1984 fut cependant l'année de la consécration pour le cinéaste allemand: il nous réalise la production la plus primée et la plus unanimement acclamée du festival de Cannes, une pluie d'émotions, une fourmilière à sentiments et une oeuvre profondément humaine dont il nous fait grandement part dans Paris, Texas !


Dans une atmosphère mystère et fortement marquée par la nostalgie, le film met en scène Travis (feu Harry Dean Stanton, incontestablement le rôle de sa vie), un homme disparu au Texas depuis quatre ans et qui cache un lourd secret.


En effet, il a quitté son foyer, laissant ainsi son épouse Jane (Nastassja Kinski, Tess) et leur enfant seuls.


Il trouve réfuge à Paris, la ville au Texas où il a grandi. Retrouvé inconscient dans un café en plein coeur du désert, il est rejoint par son frère Walt dont il n'avait plus de nouvelles, et ce dernier décide de l'héberger à Los Angeles. Chez son frère, Travis rencontre Hunter, un petit garçon adopté par Walt, qui est en réalité le fils de Travis et Jane. Petit à petit, le contact entre le père et le fils se renforce et leur complicité va jusqu'à les unir afin de retrouver Jane, désormais mannequin à Houston. Mais peut-on réhabiliter un amour perdu en dépit des désordres causés par le temps ?


Une claque émotionnelle ! Paris Texas est l'histoire d'une famille qui se recompose, avec plus ou moins de difficulté, après plusieurs années de séparation. Wenders laisse une grande place aux émotions dans ce scénario semblant à première vue sortir de nulle part tant les retournements de situation et les sentiments sont nombreux.
Le film se divise en trois parties: une première durant laquelle Travis se perd, tel le rapace l'accompagnant dans le désert du Texas, pour se rapproche doucement mais sûrement dans le monde des vivants à travers les séquences en voiture ; une deuxième partie valorisant le retour d'un personnage à la sociabilité et à l'amour ; se concluant par une troisième partie magistrale faisant à nouveau recours au road movie et aux monologues symbolisant la tentative de retrouver la vie de couple idéale connue autrefois. C'est une découpure à la fois émouvante et cohérente puisque chaque partie marque une étape dans la quête du héros, à la fois touchante en humaine.


Nous découvrons que le couple s'est séparé suite à des tensions survenues face au sentiment d'incapacité de s'occuper d'un enfant. En effet, Travis et Jane étaient tous deux dérangés par la large différence d'âge de leur couple (35 ans d'écart, en se référant aux biographies des deux acteurs) et par la charge d'Hunter qui, dès sa naissance, va assister au déchirement de l'amour liant ses parents.


De ce point de vue, le film valorise l'évocation de la peur de vieillir, voire de rater sa vie.

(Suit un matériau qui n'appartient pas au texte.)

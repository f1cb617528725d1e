use anyhow::Result;
use clap::Parser;
use movierec::algorithms::Solver;
use movierec::services::training::TrainingService;
use movierec::utils::validation::validate_delimiter;
use movierec::{init_tracing, Config, CsvRatingSource, FileModelStore};
use std::path::PathBuf;
use std::sync::Arc;
use tracing::info;

#[derive(Parser, Debug)]
#[command(author, version, about, long_about = None)]
struct Args {
    #[arg(short, long, default_value = "config/default.toml")]
    config: String,

    #[arg(short, long, default_value = "info")]
    log_level: String,

    /// Overrides the configured training file
    #[arg(long)]
    train: Option<PathBuf>,

    /// Overrides the configured test file
    #[arg(long)]
    test: Option<PathBuf>,

    #[arg(long)]
    rank: Option<usize>,

    #[arg(long)]
    iterations: Option<usize>,

    #[arg(long, value_parser = parse_solver)]
    solver: Option<Solver>,

    #[arg(long)]
    seed: Option<u64>,

    /// Drop test ratings whose user or movie never appears in training
    #[arg(long)]
    skip_unknown: bool,

    /// Write the training report as JSON to this path
    #[arg(long)]
    report: Option<PathBuf>,
}

fn parse_solver(value: &str) -> Result<Solver, String> {
    match value {
        "sgd" => Ok(Solver::Sgd),
        "als" => Ok(Solver::Als),
        other => Err(format!("unknown solver {:?}, expected sgd or als", other)),
    }
}

fn main() -> Result<()> {
    let args = Args::parse();
    init_tracing(&args.log_level);

    info!("Starting movierec trainer");

    let mut config = if std::path::Path::new(&args.config).exists() {
        Config::from_file(&args.config)?
    } else {
        info!("Config file not found, using default configuration");
        Config::default()
    };

    if let Some(train) = args.train {
        config.data.train_path = train;
    }
    if let Some(test) = args.test {
        config.data.test_path = test;
    }
    if let Some(rank) = args.rank {
        config.training.rank = rank;
    }
    if let Some(iterations) = args.iterations {
        config.training.iterations = iterations;
    }
    if let Some(solver) = args.solver {
        config.training.solver = solver;
    }
    if args.seed.is_some() {
        config.training.seed = args.seed;
    }

    info!("Training configuration: {:?}", config.training);

    let delimiter = validate_delimiter(config.data.delimiter)?;
    let source = |path: &PathBuf| {
        CsvRatingSource::new(path)
            .with_header(config.data.has_header)
            .with_delimiter(delimiter)
    };
    let train_source = source(&config.data.train_path);
    let test_source = source(&config.data.test_path);
    let store = FileModelStore::new(&config.model_store.directory);

    let config = Arc::new(config);
    let service = TrainingService::new(config.clone(), store)?.skip_unknown_test_keys(args.skip_unknown);
    let (_, report) = service.run(&train_source, &test_source)?;

    println!("Root Mean Squared Error : {:.4}", report.metrics.rmse);
    println!("RSquared: {:.4}", report.metrics.r_squared);
    println!("Model saved to {}", report.handle);

    if let Some(path) = args.report {
        std::fs::write(&path, serde_json::to_string_pretty(&report)?)?;
        info!("Wrote training report to {}", path.display());
    }

    Ok(())
}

Au final, chaque personnage remet en question ses erreurs et ses défauts et cette manière de présenter l'évolution des personnages montre ô combien il est difficile pour chacun d'affronter ses problèmes personnels sans blesser autrui.


"Ce qui ne noue tue pas nous rend plus fort", ce dicton n'a jamais été réel que dans ce film puisqu'il serait bon ton de noter que contrairement à Jane, Travis ne pleure jamais et fait usage de la parole de la séquence à l'aéroport au début du film, jusqu'à la conclusion. Cela donne l'impression a appris de sa solitude, que son absence de quatre ans à la vie de société lui a appris les valeurs de l'homme.
Au début, Travis, ce cinquantenaire triste et mutique, est esseulé dans le désert du Texas, exilé dans l'état où il est né. Nous pouvons voir dès le début son désir de silence et de rester dans ses souvenirs du passé, sans penser au présent, qu'il pourrait passer en ville en fondant une famille heureuse.
Au contraire, à la fin, dès que Travis commence son voyage avec son fils, on voit qu'il parvient à accepter le présent et ses douleurs à travers le dialogue.


(comment parler de Paris Texas sans penser à l'envoûtant dénouement, mené de plein coeur par un simple dialogue entre le couple suite à leurs retrouvailles ? Une séquence originale qui prend au tripes, et dans laquelle s'entrecroisent les sentiments différents des deux protagonistes. L'originalité de cette scène réside dans le point de vue de chaque personnage: Travis, dans une pièce noire, parvient à observer Jane, tandis que cette dernière, dans une pièce éclairée, voit son propre reflet dans la vitre à la place de Travis. A cet instant, on parvient clairement à observer la confrontation du personnage face à lui-même, et qui, en l'occurrence, se retrouve subitement confrontée aux douleurs du passé.)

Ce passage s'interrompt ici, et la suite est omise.